*** Opening of PROVIDED ENTRIES ***

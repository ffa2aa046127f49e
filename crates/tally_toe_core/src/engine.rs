//! Game engine: owns the game state and drives every transition.

use tracing::{debug, info, instrument, warn};

use crate::rules;
use crate::store::load_score;
use crate::{
    BLUE_SCORE_KEY, GameState, Outcome, Player, Position, Presenter, RED_SCORE_KEY, ScoreBoard,
    ScoreStore,
};

/// Why a selection was ignored.
#[derive(Debug, Clone, Copy, PartialEq, Eq, Hash, derive_more::Display)]
pub enum IgnoreReason {
    /// The index is not on the board.
    #[display("index {} is out of range", _0)]
    OutOfRange(usize),
    /// The cell already holds a mark.
    #[display("{} is already occupied", _0)]
    Occupied(Position),
    /// The game is already won or drawn.
    #[display("game is already decided")]
    GameOver,
}

/// Result of a `cell_selected` call.
///
/// Ignored selections change nothing and notify nobody; this value only
/// lets the caller find out which case applied.
#[derive(Debug, Clone, Copy, PartialEq, Eq, Hash)]
pub enum Selection {
    /// The mark was placed; carries the outcome after evaluation.
    Accepted(Outcome),
    /// The selection was ignored.
    Ignored(IgnoreReason),
}

impl Selection {
    /// Returns true if the mark was placed.
    pub fn is_accepted(&self) -> bool {
        matches!(self, Selection::Accepted(_))
    }
}

/// Tic-tac-toe engine with persistent Blue/Red scores.
///
/// The engine exclusively owns the [`GameState`]. The store only sees
/// score strings and the presenter only sees shared snapshots.
#[derive(Debug, Clone)]
pub struct GameEngine<S, P> {
    state: GameState,
    store: S,
    presenter: P,
}

impl<S, P> GameEngine<S, P>
where
    S: ScoreStore,
    P: Presenter,
{
    /// Starts a session: empty board, Blue to move, scores read from `store`.
    ///
    /// Missing or unreadable scores start at 0. The initial state is
    /// pushed to the presenter before returning.
    #[instrument(skip_all)]
    pub fn initialize(mut store: S, presenter: P) -> Self {
        let scores = ScoreBoard::new(
            load_score(&mut store, BLUE_SCORE_KEY),
            load_score(&mut store, RED_SCORE_KEY),
        );
        info!(blue = scores.blue(), red = scores.red(), "Game engine initialized");

        let mut engine = Self {
            state: GameState::new(scores),
            store,
            presenter,
        };
        engine.publish();
        engine
    }

    /// Handles a click on the cell at `index` (0-8).
    ///
    /// Ignored when the index is off the board, the cell is taken, or the
    /// game is already decided. Otherwise places the current player's mark,
    /// evaluates the board once, records a win in the store, flips the turn
    /// if play continues, and pushes the new state.
    #[instrument(skip(self), fields(player = %self.state.turn()))]
    pub fn cell_selected(&mut self, index: usize) -> Selection {
        let Some(pos) = Position::from_index(index) else {
            return self.ignore(IgnoreReason::OutOfRange(index));
        };
        if self.state.outcome().is_decided() {
            return self.ignore(IgnoreReason::GameOver);
        }
        if !self.state.board().is_empty(pos) {
            return self.ignore(IgnoreReason::Occupied(pos));
        }

        let player = self.state.turn();
        self.state.board_mut().set(pos, player.into());

        let outcome = rules::evaluate(self.state.board());
        self.state.set_outcome(outcome);
        match outcome.winner() {
            Some(winner) => self.record_win(winner),
            None if outcome == Outcome::InProgress => self.state.set_turn(player.opponent()),
            None => info!("Game ended in a draw"),
        }

        debug!(position = %pos, ?outcome, "Move accepted");
        self.publish();
        Selection::Accepted(outcome)
    }

    /// Typed form of [`cell_selected`](Self::cell_selected).
    pub fn select(&mut self, pos: Position) -> Selection {
        self.cell_selected(pos.to_index())
    }

    /// Starts a new game. Scores are kept.
    #[instrument(skip(self))]
    pub fn reset(&mut self) {
        self.state.clear();
        debug!("Game reset");
        self.publish();
    }

    /// Returns the current state.
    pub fn state(&self) -> &GameState {
        &self.state
    }

    /// Returns an owned copy of the current state.
    pub fn snapshot(&self) -> GameState {
        self.state.clone()
    }

    /// Ends the session, handing back the collaborators.
    pub fn into_parts(self) -> (S, P) {
        (self.store, self.presenter)
    }

    fn ignore(&self, reason: IgnoreReason) -> Selection {
        debug!(%reason, "Selection ignored");
        Selection::Ignored(reason)
    }

    fn record_win(&mut self, winner: Player) {
        let score = self.state.scores_mut().increment(winner);
        info!(%winner, score, "Game won");
        if let Err(e) = self.store.set(winner.score_key(), &score.to_string()) {
            warn!(key = winner.score_key(), error = %e, "Failed to persist score");
        }
    }

    fn publish(&mut self) {
        self.presenter.present(&self.state);
    }
}
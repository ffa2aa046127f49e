//! Non-interactive commands: printing scores and replaying moves.

use std::io::Write;

use anyhow::{Context, Result};
use serde::Serialize;
use tally_toe_core::{
    BLUE_SCORE_KEY, GameEngine, GameState, MemoryStore, RED_SCORE_KEY, ScoreBoard, ScoreStore,
    Selection, load_score,
};
use tracing::{info, instrument, warn};

/// Reads both scores from the store.
#[instrument(skip(store))]
pub fn read_scores<S: ScoreStore>(store: &mut S) -> ScoreBoard {
    ScoreBoard::new(
        load_score(store, BLUE_SCORE_KEY),
        load_score(store, RED_SCORE_KEY),
    )
}

/// Writes the score lines (or JSON) to `out`.
#[instrument(skip(store, out))]
pub fn print_scores<S: ScoreStore>(store: &mut S, json: bool, out: &mut impl Write) -> Result<()> {
    let scores = read_scores(store);
    if json {
        serde_json::to_writer(&mut *out, &scores).context("Failed to encode scores")?;
        writeln!(out)?;
    } else {
        writeln!(out, "Blue Score: {}", scores.blue())?;
        writeln!(out, "Red Score: {}", scores.red())?;
    }
    Ok(())
}

/// Result of replaying a move list.
#[derive(Debug, Clone, PartialEq, Eq, Serialize)]
pub struct ReplayReport {
    /// State after the last move.
    pub state: GameState,
    /// Indices that were ignored, in order.
    pub ignored: Vec<usize>,
}

/// Applies `moves` to a fresh engine over `store`.
///
/// Ignored moves are collected rather than treated as errors.
#[instrument(skip(store))]
pub fn replay<S: ScoreStore>(store: S, moves: &[usize]) -> ReplayReport {
    let mut engine = GameEngine::initialize(store, |_: &GameState| {});
    let mut ignored = Vec::new();
    for &index in moves {
        if let Selection::Ignored(reason) = engine.cell_selected(index) {
            warn!(index, %reason, "Move ignored");
            ignored.push(index);
        }
    }
    let state = engine.snapshot();
    info!(outcome = ?state.outcome(), ignored = ignored.len(), "Replay finished");
    ReplayReport { state, ignored }
}

/// Replays without touching the real store: scores are copied into memory.
#[instrument(skip(store))]
pub fn replay_detached<S: ScoreStore>(store: &mut S, moves: &[usize]) -> ReplayReport {
    let scores = read_scores(store);
    let scratch = MemoryStore::with_entries([
        (BLUE_SCORE_KEY, scores.blue().to_string()),
        (RED_SCORE_KEY, scores.red().to_string()),
    ]);
    replay(scratch, moves)
}

/// Writes a replay report as text (or JSON) to `out`.
pub fn print_report(report: &ReplayReport, json: bool, out: &mut impl Write) -> Result<()> {
    if json {
        serde_json::to_writer_pretty(&mut *out, report).context("Failed to encode replay")?;
        writeln!(out)?;
        return Ok(());
    }

    writeln!(out, "{}", report.state.board())?;
    writeln!(out)?;
    writeln!(out, "{}", report.state.status_line())?;
    writeln!(out, "Blue Score: {}", report.state.scores().blue())?;
    writeln!(out, "Red Score: {}", report.state.scores().red())?;
    if !report.ignored.is_empty() {
        let ignored: Vec<String> = report.ignored.iter().map(ToString::to_string).collect();
        writeln!(out, "Ignored moves: {}", ignored.join(", "))?;
    }
    Ok(())
}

*** Close of PROVIDED ENTRIES ***

__ACTIVITY__
Return the data above in full. Keep every line exactly as it is.

__TASK SOLUTION__
repository ffa2aa046127f49e
filename crates/tally_toe_core/src/engine.rs
//! Game engine: owns the game state and drives every transition.

use tracing::{debug, info, instrument, warn};

use crate::rules;
use crate::store::load_score;
use crate::{
    BLUE_SCORE_KEY, GameState, Outcome, Player, Position, Presenter, RED_SCORE_KEY, ScoreBoard,
    ScoreStore,
};

/// Why a selection was ignored.
#[derive(Debug, Clone, Copy, PartialEq, Eq, Hash, derive_more::Display)]
pub enum IgnoreReason {
    /// The index is not on the board.
    #[display("index {} is out of range", _0)]
    OutOfRange(usize),
    /// The cell already holds a mark.
    #[display("{} is already occupied", _0)]
    Occupied(Position),
    /// The game is already won or drawn.
    #[display("game is already decided")]
    GameOver,
}

/// Result of a `cell_selected` call.
///
/// Ignored selections change nothing and notify nobody; this value only
/// lets the caller find out which case applied.
#[derive(Debug, Clone, Copy, PartialEq, Eq, Hash)]
pub enum Selection {
    /// The mark was placed; carries the outcome after evaluation.
    Accepted(Outcome),
    /// The selection was ignored.
    Ignored(IgnoreReason),
}

impl Selection {
    /// Returns true if the mark was placed.
    pub fn is_accepted(&self) -> bool {
        matches!(self, Selection::Accepted(_))
    }
}

/// Tic-tac-toe engine with persistent Blue/Red scores.
///
/// The engine exclusively owns the [`GameState`]. The store only sees
/// score strings and the presenter only sees shared snapshots.
#[derive(Debug, Clone)]
pub struct GameEngine<S, P> {
    state: GameState,
    store: S,
    presenter: P,
}

impl<S, P> GameEngine<S, P>
where
    S: ScoreStore,
    P: Presenter,
{
    /// Starts a session: empty board, Blue to move, scores read from `store`.
    ///
    /// Missing or unreadable scores start at 0. The initial state is
    /// pushed to the presenter before returning.
    #[instrument(skip_all)]
    pub fn initialize(mut store: S, presenter: P) -> Self {
        let scores = ScoreBoard::new(
            load_score(&mut store, BLUE_SCORE_KEY),
            load_score(&mut store, RED_SCORE_KEY),
        );
        info!(blue = scores.blue(), red = scores.red(), "Game engine initialized");

        let mut engine = Self {
            state: GameState::new(scores),
            store,
            presenter,
        };
        engine.publish();
        engine
    }

    /// Handles a click on the cell at `index` (0-8).
    ///
    /// Ignored when the index is off the board, the cell is taken, or the
    /// game is already decided. Otherwise places the current player's mark,
    /// evaluates the board once, records a win in the store, flips the turn
    /// if play continues, and pushes the new state.
    #[instrument(skip(self), fields(player = %self.state.turn()))]
    pub fn cell_selected(&mut self, index: usize) -> Selection {
        let Some(pos) = Position::from_index(index) else {
            return self.ignore(IgnoreReason::OutOfRange(index));
        };
        if self.state.outcome().is_decided() {
            return self.ignore(IgnoreReason::GameOver);
        }
        if !self.state.board().is_empty(pos) {
            return self.ignore(IgnoreReason::Occupied(pos));
        }

        let player = self.state.turn();
        self.state.board_mut().set(pos, player.into());

        let outcome = rules::evaluate(self.state.board());
        self.state.set_outcome(outcome);
        match outcome.winner() {
            Some(winner) => self.record_win(winner),
            None if outcome == Outcome::InProgress => self.state.set_turn(player.opponent()),
            None => info!("Game ended in a draw"),
        }

        debug!(position = %pos, ?outcome, "Move accepted");
        self.publish();
        Selection::Accepted(outcome)
    }

    /// Typed form of [`cell_selected`](Self::cell_selected).
    pub fn select(&mut self, pos: Position) -> Selection {
        self.cell_selected(pos.to_index())
    }

    /// Starts a new game. Scores are kept.
    #[instrument(skip(self))]
    pub fn reset(&mut self) {
        self.state.clear();
        debug!("Game reset");
        self.publish();
    }

    /// Returns the current state.
    pub fn state(&self) -> &GameState {
        &self.state
    }

    /// Returns an owned copy of the current state.
    pub fn snapshot(&self) -> GameState {
        self.state.clone()
    }

    /// Ends the session, handing back the collaborators.
    pub fn into_parts(self) -> (S, P) {
        (self.store, self.presenter)
    }

    fn ignore(&self, reason: IgnoreReason) -> Selection {
        debug!(%reason, "Selection ignored");
        Selection::Ignored(reason)
    }

    fn record_win(&mut self, winner: Player) {
        let score = self.state.scores_mut().increment(winner);
        info!(%winner, score, "Game won");
        if let Err(e) = self.store.set(winner.score_key(), &score.to_string()) {
            warn!(key = winner.score_key(), error = %e, "Failed to persist score");
        }
    }

    fn publish(&mut self) {
        self.presenter.present(&self.state);
    }
}
repository ffa2aa046127f49e
//! Non-interactive commands: printing scores and replaying moves.

use std::io::Write;

use anyhow::{Context, Result};
use serde::Serialize;
use tally_toe_core::{
    BLUE_SCORE_KEY, GameEngine, GameState, MemoryStore, RED_SCORE_KEY, ScoreBoard, ScoreStore,
    Selection, load_score,
};
use tracing::{info, instrument, warn};

/// Reads both scores from the store.
#[instrument(skip(store))]
pub fn read_scores<S: ScoreStore>(store: &mut S) -> ScoreBoard {
    ScoreBoard::new(
        load_score(store, BLUE_SCORE_KEY),
        load_score(store, RED_SCORE_KEY),
    )
}

/// Writes the score lines (or JSON) to `out`.
#[instrument(skip(store, out))]
pub fn print_scores<S: ScoreStore>(store: &mut S, json: bool, out: &mut impl Write) -> Result<()> {
    let scores = read_scores(store);
    if json {
        serde_json::to_writer(&mut *out, &scores).context("Failed to encode scores")?;
        writeln!(out)?;
    } else {
        writeln!(out, "Blue Score: {}", scores.blue())?;
        writeln!(out, "Red Score: {}", scores.red())?;
    }
    Ok(())
}

/// Result of replaying a move list.
#[derive(Debug, Clone, PartialEq, Eq, Serialize)]
pub struct ReplayReport {
    /// State after the last move.
    pub state: GameState,
    /// Indices that were ignored, in order.
    pub ignored: Vec<usize>,
}

/// Applies `moves` to a fresh engine over `store`.
///
/// Ignored moves are collected rather than treated as errors.
#[instrument(skip(store))]
pub fn replay<S: ScoreStore>(store: S, moves: &[usize]) -> ReplayReport {
    let mut engine = GameEngine::initialize(store, |_: &GameState| {});
    let mut ignored = Vec::new();
    for &index in moves {
        if let Selection::Ignored(reason) = engine.cell_selected(index) {
            warn!(index, %reason, "Move ignored");
            ignored.push(index);
        }
    }
    let state = engine.snapshot();
    info!(outcome = ?state.outcome(), ignored = ignored.len(), "Replay finished");
    ReplayReport { state, ignored }
}

/// Replays without touching the real store: scores are copied into memory.
#[instrument(skip(store))]
pub fn replay_detached<S: ScoreStore>(store: &mut S, moves: &[usize]) -> ReplayReport {
    let scores = read_scores(store);
    let scratch = MemoryStore::with_entries([
        (BLUE_SCORE_KEY, scores.blue().to_string()),
        (RED_SCORE_KEY, scores.red().to_string()),
    ]);
    replay(scratch, moves)
}

/// Writes a replay report as text (or JSON) to `out`.
pub fn print_report(report: &ReplayReport, json: bool, out: &mut impl Write) -> Result<()> {
    if json {
        serde_json::to_writer_pretty(&mut *out, report).context("Failed to encode replay")?;
        writeln!(out)?;
        return Ok(());
    }

    writeln!(out, "{}", report.state.board())?;
    writeln!(out)?;
    writeln!(out, "{}", report.state.status_line())?;
    writeln!(out, "Blue Score: {}", report.state.scores().blue())?;
    writeln!(out, "Red Score: {}", report.state.scores().red())?;
    if !report.ignored.is_empty() {
        let ignored: Vec<String> = report.ignored.iter().map(ToString::to_string).collect();
        writeln!(out, "Ignored moves: {}", ignored.join(", "))?;
    }
    Ok(())
}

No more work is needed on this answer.